[Opening Input records section]
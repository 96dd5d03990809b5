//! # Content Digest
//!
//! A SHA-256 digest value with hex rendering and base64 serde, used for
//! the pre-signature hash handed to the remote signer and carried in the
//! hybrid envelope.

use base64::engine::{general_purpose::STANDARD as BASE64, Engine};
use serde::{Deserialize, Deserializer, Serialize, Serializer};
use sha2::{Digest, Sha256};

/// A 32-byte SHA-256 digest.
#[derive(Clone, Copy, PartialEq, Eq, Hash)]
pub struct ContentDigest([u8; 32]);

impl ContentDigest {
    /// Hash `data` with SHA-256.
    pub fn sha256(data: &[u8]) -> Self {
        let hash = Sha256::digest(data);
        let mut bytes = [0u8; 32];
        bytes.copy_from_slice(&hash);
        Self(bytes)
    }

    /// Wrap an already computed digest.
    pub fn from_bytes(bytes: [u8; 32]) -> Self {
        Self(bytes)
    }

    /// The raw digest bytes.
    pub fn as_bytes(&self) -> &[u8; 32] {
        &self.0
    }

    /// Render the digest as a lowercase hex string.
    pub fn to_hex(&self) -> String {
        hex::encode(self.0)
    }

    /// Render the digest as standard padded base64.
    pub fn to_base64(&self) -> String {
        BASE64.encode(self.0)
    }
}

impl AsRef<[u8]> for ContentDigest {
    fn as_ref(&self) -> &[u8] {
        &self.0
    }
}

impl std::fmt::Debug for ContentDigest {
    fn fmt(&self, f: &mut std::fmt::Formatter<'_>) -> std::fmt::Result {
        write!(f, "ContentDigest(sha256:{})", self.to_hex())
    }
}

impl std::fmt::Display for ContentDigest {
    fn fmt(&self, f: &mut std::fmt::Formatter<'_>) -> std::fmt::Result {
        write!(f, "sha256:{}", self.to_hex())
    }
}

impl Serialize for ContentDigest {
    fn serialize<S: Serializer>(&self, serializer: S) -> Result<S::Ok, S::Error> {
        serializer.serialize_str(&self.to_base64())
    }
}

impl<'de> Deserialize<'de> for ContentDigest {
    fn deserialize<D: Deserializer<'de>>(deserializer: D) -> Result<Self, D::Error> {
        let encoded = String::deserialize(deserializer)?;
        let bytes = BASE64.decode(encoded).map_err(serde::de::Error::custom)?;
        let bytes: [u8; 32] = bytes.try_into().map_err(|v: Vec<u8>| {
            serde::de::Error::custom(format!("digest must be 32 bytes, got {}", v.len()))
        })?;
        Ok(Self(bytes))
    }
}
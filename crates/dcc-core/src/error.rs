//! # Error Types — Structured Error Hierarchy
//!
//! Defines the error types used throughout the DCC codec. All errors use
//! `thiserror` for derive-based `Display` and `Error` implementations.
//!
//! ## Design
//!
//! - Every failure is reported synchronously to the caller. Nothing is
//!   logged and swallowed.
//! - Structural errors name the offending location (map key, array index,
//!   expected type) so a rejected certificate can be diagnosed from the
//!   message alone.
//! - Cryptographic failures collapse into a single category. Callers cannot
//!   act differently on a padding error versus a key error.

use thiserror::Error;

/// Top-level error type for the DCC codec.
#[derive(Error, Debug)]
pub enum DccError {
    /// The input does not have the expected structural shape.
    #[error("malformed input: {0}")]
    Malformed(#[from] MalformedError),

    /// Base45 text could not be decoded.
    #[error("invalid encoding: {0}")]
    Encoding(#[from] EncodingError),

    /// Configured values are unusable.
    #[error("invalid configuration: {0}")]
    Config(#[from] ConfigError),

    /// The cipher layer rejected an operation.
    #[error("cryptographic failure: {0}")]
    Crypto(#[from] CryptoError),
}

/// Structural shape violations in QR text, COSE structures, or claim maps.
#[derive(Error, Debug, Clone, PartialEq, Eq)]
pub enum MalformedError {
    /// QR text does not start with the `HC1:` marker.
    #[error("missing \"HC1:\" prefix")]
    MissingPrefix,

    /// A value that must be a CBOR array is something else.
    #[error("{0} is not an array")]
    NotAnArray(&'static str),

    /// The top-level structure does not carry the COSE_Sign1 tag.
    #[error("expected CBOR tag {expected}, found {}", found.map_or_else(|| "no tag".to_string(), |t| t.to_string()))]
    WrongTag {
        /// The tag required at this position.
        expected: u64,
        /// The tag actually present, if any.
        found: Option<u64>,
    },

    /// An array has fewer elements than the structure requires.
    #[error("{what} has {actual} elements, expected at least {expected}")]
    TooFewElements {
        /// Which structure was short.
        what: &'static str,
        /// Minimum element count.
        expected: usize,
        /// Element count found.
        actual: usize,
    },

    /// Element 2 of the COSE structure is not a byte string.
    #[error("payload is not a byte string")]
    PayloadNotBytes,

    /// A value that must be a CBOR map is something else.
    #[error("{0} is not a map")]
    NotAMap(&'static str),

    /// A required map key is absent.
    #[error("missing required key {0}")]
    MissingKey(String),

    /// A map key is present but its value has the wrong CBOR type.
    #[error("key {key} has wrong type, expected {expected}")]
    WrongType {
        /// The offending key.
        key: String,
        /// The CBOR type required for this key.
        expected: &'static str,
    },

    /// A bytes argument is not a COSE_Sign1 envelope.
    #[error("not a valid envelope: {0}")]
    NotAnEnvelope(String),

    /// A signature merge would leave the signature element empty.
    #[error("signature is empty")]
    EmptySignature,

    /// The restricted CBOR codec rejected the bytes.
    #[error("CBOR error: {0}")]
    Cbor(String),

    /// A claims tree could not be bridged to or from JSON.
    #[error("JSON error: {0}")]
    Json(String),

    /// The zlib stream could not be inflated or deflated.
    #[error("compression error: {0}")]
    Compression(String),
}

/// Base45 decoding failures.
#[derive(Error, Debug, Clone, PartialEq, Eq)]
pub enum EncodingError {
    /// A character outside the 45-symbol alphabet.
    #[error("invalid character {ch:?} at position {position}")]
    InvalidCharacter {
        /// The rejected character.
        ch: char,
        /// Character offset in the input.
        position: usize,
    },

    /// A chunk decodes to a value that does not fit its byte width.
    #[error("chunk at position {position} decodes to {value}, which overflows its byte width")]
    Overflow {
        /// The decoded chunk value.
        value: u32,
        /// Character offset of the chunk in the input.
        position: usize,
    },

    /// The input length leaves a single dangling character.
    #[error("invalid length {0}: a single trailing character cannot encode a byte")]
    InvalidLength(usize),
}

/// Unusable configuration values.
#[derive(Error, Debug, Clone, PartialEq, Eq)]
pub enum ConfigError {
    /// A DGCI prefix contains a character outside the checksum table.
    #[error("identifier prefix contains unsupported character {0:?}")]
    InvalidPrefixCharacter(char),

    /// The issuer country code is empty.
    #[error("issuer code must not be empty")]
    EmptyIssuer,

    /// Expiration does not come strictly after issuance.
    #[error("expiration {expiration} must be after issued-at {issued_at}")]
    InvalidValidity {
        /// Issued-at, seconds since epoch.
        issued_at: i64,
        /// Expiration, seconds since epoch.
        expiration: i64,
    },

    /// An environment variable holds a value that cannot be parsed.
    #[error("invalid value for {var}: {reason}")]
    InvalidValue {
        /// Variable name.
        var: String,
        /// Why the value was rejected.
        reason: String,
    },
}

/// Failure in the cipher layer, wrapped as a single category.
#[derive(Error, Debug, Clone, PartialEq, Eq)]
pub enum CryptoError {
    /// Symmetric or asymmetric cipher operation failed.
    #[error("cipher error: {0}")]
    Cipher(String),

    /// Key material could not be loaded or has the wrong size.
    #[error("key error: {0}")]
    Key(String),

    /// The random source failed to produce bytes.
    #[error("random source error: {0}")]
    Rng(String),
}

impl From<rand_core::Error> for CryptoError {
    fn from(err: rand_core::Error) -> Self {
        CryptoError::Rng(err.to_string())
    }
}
[Closing Input records section]
## Exercise instructions
Please retype all of the records above exactly as they are.

## Worked solution
repository 96dd5d03990809b5
//! # Content Digest
//!
//! A SHA-256 digest value with hex rendering and base64 serde, used for
//! the pre-signature hash handed to the remote signer and carried in the
//! hybrid envelope.

use base64::engine::{general_purpose::STANDARD as BASE64, Engine};
use serde::{Deserialize, Deserializer, Serialize, Serializer};
use sha2::{Digest, Sha256};

/// A 32-byte SHA-256 digest.
#[derive(Clone, Copy, PartialEq, Eq, Hash)]
pub struct ContentDigest([u8; 32]);

impl ContentDigest {
    /// Hash `data` with SHA-256.
    pub fn sha256(data: &[u8]) -> Self {
        let hash = Sha256::digest(data);
        let mut bytes = [0u8; 32];
        bytes.copy_from_slice(&hash);
        Self(bytes)
    }

    /// Wrap an already computed digest.
    pub fn from_bytes(bytes: [u8; 32]) -> Self {
        Self(bytes)
    }

    /// The raw digest bytes.
    pub fn as_bytes(&self) -> &[u8; 32] {
        &self.0
    }

    /// Render the digest as a lowercase hex string.
    pub fn to_hex(&self) -> String {
        hex::encode(self.0)
    }

    /// Render the digest as standard padded base64.
    pub fn to_base64(&self) -> String {
        BASE64.encode(self.0)
    }
}

impl AsRef<[u8]> for ContentDigest {
    fn as_ref(&self) -> &[u8] {
        &self.0
    }
}

impl std::fmt::Debug for ContentDigest {
    fn fmt(&self, f: &mut std::fmt::Formatter<'_>) -> std::fmt::Result {
        write!(f, "ContentDigest(sha256:{})", self.to_hex())
    }
}

impl std::fmt::Display for ContentDigest {
    fn fmt(&self, f: &mut std::fmt::Formatter<'_>) -> std::fmt::Result {
        write!(f, "sha256:{}", self.to_hex())
    }
}

impl Serialize for ContentDigest {
    fn serialize<S: Serializer>(&self, serializer: S) -> Result<S::Ok, S::Error> {
        serializer.serialize_str(&self.to_base64())
    }
}

impl<'de> Deserialize<'de> for ContentDigest {
    fn deserialize<D: Deserializer<'de>>(deserializer: D) -> Result<Self, D::Error> {
        let encoded = String::deserialize(deserializer)?;
        let bytes = BASE64.decode(encoded).map_err(serde::de::Error::custom)?;
        let bytes: [u8; 32] = bytes.try_into().map_err(|v: Vec<u8>| {
            serde::de::Error::custom(format!("digest must be 32 bytes, got {}", v.len()))
        })?;
        Ok(Self(bytes))
    }
}
filename crates/dcc-core/src/error.rs
//! # Error Types — Structured Error Hierarchy
//!
//! Defines the error types used throughout the DCC codec. All errors use
//! `thiserror` for derive-based `Display` and `Error` implementations.
//!
//! ## Design
//!
//! - Every failure is reported synchronously to the caller. Nothing is
//!   logged and swallowed.
//! - Structural errors name the offending location (map key, array index,
//!   expected type) so a rejected certificate can be diagnosed from the
//!   message alone.
//! - Cryptographic failures collapse into a single category. Callers cannot
//!   act differently on a padding error versus a key error.

use thiserror::Error;

/// Top-level error type for the DCC codec.
#[derive(Error, Debug)]
pub enum DccError {
    /// The input does not have the expected structural shape.
    #[error("malformed input: {0}")]
    Malformed(#[from] MalformedError),

    /// Base45 text could not be decoded.
    #[error("invalid encoding: {0}")]
    Encoding(#[from] EncodingError),

    /// Configured values are unusable.
    #[error("invalid configuration: {0}")]
    Config(#[from] ConfigError),

    /// The cipher layer rejected an operation.
    #[error("cryptographic failure: {0}")]
    Crypto(#[from] CryptoError),
}

/// Structural shape violations in QR text, COSE structures, or claim maps.
#[derive(Error, Debug, Clone, PartialEq, Eq)]
pub enum MalformedError {
    /// QR text does not start with the `HC1:` marker.
    #[error("missing \"HC1:\" prefix")]
    MissingPrefix,

    /// A value that must be a CBOR array is something else.
    #[error("{0} is not an array")]
    NotAnArray(&'static str),

    /// The top-level structure does not carry the COSE_Sign1 tag.
    #[error("expected CBOR tag {expected}, found {}", found.map_or_else(|| "no tag".to_string(), |t| t.to_string()))]
    WrongTag {
        /// The tag required at this position.
        expected: u64,
        /// The tag actually present, if any.
        found: Option<u64>,
    },

    /// An array has fewer elements than the structure requires.
    #[error("{what} has {actual} elements, expected at least {expected}")]
    TooFewElements {
        /// Which structure was short.
        what: &'static str,
        /// Minimum element count.
        expected: usize,
        /// Element count found.
        actual: usize,
    },

    /// Element 2 of the COSE structure is not a byte string.
    #[error("payload is not a byte string")]
    PayloadNotBytes,

    /// A value that must be a CBOR map is something else.
    #[error("{0} is not a map")]
    NotAMap(&'static str),

    /// A required map key is absent.
    #[error("missing required key {0}")]
    MissingKey(String),

    /// A map key is present but its value has the wrong CBOR type.
    #[error("key {key} has wrong type, expected {expected}")]
    WrongType {
        /// The offending key.
        key: String,
        /// The CBOR type required for this key.
        expected: &'static str,
    },

    /// A bytes argument is not a COSE_Sign1 envelope.
    #[error("not a valid envelope: {0}")]
    NotAnEnvelope(String),

    /// A signature merge would leave the signature element empty.
    #[error("signature is empty")]
    EmptySignature,

    /// The restricted CBOR codec rejected the bytes.
    #[error("CBOR error: {0}")]
    Cbor(String),

    /// A claims tree could not be bridged to or from JSON.
    #[error("JSON error: {0}")]
    Json(String),

    /// The zlib stream could not be inflated or deflated.
    #[error("compression error: {0}")]
    Compression(String),
}

/// Base45 decoding failures.
#[derive(Error, Debug, Clone, PartialEq, Eq)]
pub enum EncodingError {
    /// A character outside the 45-symbol alphabet.
    #[error("invalid character {ch:?} at position {position}")]
    InvalidCharacter {
        /// The rejected character.
        ch: char,
        /// Character offset in the input.
        position: usize,
    },

    /// A chunk decodes to a value that does not fit its byte width.
    #[error("chunk at position {position} decodes to {value}, which overflows its byte width")]
    Overflow {
        /// The decoded chunk value.
        value: u32,
        /// Character offset of the chunk in the input.
        position: usize,
    },

    /// The input length leaves a single dangling character.
    #[error("invalid length {0}: a single trailing character cannot encode a byte")]
    InvalidLength(usize),
}

/// Unusable configuration values.
#[derive(Error, Debug, Clone, PartialEq, Eq)]
pub enum ConfigError {
    /// A DGCI prefix contains a character outside the checksum table.
    #[error("identifier prefix contains unsupported character {0:?}")]
    InvalidPrefixCharacter(char),

    /// The issuer country code is empty.
    #[error("issuer code must not be empty")]
    EmptyIssuer,

    /// Expiration does not come strictly after issuance.
    #[error("expiration {expiration} must be after issued-at {issued_at}")]
    InvalidValidity {
        /// Issued-at, seconds since epoch.
        issued_at: i64,
        /// Expiration, seconds since epoch.
        expiration: i64,
    },

    /// An environment variable holds a value that cannot be parsed.
    #[error("invalid value for {var}: {reason}")]
    InvalidValue {
        /// Variable name.
        var: String,
        /// Why the value was rejected.
        reason: String,
    },
}

/// Failure in the cipher layer, wrapped as a single category.
#[derive(Error, Debug, Clone, PartialEq, Eq)]
pub enum CryptoError {
    /// Symmetric or asymmetric cipher operation failed.
    #[error("cipher error: {0}")]
    Cipher(String),

    /// Key material could not be loaded or has the wrong size.
    #[error("key error: {0}")]
    Key(String),

    /// The random source failed to produce bytes.
    #[error("random source error: {0}")]
    Rng(String),
}

impl From<rand_core::Error> for CryptoError {
    fn from(err: rand_core::Error) -> Self {
        CryptoError::Rng(err.to_string())
    }
}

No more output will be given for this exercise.